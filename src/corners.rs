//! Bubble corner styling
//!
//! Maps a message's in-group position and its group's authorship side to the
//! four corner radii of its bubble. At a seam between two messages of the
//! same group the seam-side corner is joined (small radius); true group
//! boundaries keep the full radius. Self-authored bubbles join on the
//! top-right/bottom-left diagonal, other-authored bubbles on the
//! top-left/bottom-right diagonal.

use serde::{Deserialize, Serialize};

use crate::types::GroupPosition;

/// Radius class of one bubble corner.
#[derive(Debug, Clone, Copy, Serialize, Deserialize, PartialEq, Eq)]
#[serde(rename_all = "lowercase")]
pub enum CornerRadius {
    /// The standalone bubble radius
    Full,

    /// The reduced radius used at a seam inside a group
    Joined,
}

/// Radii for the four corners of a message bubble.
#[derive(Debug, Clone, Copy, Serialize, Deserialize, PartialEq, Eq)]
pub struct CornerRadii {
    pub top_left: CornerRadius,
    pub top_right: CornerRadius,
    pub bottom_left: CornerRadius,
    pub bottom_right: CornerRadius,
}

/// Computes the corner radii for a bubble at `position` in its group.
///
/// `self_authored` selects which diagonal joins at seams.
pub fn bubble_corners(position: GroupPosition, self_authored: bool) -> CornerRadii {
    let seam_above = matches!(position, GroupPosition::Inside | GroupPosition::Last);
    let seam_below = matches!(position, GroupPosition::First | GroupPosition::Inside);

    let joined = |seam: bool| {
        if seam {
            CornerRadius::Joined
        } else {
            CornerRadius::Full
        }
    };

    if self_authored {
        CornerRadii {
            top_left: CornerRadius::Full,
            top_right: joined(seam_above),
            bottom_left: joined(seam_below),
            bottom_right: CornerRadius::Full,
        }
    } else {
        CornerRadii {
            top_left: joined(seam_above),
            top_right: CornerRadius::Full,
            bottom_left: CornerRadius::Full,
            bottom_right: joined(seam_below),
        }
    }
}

--

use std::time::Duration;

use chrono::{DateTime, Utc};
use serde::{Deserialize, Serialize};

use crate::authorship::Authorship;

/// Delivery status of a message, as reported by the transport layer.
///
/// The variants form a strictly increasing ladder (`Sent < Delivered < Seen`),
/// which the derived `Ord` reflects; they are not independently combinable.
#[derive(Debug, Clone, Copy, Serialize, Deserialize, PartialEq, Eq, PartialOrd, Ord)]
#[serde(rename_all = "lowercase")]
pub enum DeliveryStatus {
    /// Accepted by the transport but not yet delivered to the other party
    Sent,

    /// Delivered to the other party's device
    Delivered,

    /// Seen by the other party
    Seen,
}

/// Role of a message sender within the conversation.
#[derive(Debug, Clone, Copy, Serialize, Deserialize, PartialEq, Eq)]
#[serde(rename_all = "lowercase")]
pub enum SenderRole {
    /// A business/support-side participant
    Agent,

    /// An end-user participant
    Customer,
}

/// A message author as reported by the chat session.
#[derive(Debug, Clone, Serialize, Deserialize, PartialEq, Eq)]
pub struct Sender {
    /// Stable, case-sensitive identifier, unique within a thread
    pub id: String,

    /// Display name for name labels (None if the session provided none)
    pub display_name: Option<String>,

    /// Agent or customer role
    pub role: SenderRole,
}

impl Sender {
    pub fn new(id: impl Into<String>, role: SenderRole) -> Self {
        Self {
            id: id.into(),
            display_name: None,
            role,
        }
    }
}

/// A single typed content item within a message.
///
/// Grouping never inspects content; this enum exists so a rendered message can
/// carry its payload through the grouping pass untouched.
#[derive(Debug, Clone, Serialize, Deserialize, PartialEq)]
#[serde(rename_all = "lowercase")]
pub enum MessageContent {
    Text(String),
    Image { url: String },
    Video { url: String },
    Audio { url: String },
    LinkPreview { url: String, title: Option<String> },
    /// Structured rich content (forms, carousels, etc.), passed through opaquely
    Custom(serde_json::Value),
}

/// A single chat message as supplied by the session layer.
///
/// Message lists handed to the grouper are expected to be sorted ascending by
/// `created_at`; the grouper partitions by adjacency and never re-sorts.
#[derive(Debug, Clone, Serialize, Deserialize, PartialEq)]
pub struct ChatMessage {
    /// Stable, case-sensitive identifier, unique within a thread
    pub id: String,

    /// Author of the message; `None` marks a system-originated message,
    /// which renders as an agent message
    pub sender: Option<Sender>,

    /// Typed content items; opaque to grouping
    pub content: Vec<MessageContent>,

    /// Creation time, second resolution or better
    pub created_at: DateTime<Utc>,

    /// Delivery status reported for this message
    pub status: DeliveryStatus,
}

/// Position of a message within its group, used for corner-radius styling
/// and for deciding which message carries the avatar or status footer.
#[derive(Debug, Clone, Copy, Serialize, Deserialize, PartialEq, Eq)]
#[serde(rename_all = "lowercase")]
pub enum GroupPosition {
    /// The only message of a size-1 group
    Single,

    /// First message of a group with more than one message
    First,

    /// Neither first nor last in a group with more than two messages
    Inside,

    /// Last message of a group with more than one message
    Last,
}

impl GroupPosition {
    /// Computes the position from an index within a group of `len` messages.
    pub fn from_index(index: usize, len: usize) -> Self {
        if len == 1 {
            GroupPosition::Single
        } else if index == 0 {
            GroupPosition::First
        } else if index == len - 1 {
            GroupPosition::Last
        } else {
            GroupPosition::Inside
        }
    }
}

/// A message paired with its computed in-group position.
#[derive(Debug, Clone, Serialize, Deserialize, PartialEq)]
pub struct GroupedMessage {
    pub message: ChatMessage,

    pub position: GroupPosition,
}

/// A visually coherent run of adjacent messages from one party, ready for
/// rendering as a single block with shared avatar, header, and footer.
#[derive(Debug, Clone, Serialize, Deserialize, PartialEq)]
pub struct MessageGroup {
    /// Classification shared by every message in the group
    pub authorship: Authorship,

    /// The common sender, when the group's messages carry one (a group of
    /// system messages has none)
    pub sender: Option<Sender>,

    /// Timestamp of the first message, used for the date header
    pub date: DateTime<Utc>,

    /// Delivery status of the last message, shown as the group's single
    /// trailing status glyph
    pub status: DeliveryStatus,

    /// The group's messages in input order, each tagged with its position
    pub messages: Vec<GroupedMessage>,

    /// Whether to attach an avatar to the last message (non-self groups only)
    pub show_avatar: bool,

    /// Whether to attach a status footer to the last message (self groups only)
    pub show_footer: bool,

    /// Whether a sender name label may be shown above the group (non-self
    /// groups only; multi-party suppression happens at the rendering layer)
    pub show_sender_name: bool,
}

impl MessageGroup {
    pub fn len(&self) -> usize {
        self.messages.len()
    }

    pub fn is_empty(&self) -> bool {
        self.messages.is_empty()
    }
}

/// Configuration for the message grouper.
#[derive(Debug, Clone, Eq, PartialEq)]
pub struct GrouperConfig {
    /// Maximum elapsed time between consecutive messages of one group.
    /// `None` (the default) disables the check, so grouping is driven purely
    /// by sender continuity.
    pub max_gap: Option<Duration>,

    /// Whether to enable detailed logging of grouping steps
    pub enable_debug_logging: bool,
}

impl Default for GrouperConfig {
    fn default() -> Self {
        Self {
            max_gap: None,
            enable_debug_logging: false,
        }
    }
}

--

Directions for this task =
In the listing above, find the line with "filename src/corners.rs" and the line with "bubbles on the", then print exactly those lines and every line between them.

Answer to this problem =
filename src/corners.rs
//! Bubble corner styling
//!
//! Maps a message's in-group position and its group's authorship side to the
//! four corner radii of its bubble. At a seam between two messages of the
//! same group the seam-side corner is joined (small radius); true group
//! boundaries keep the full radius. Self-authored bubbles join on the
//! top-right/bottom-left diagonal, other-authored bubbles on the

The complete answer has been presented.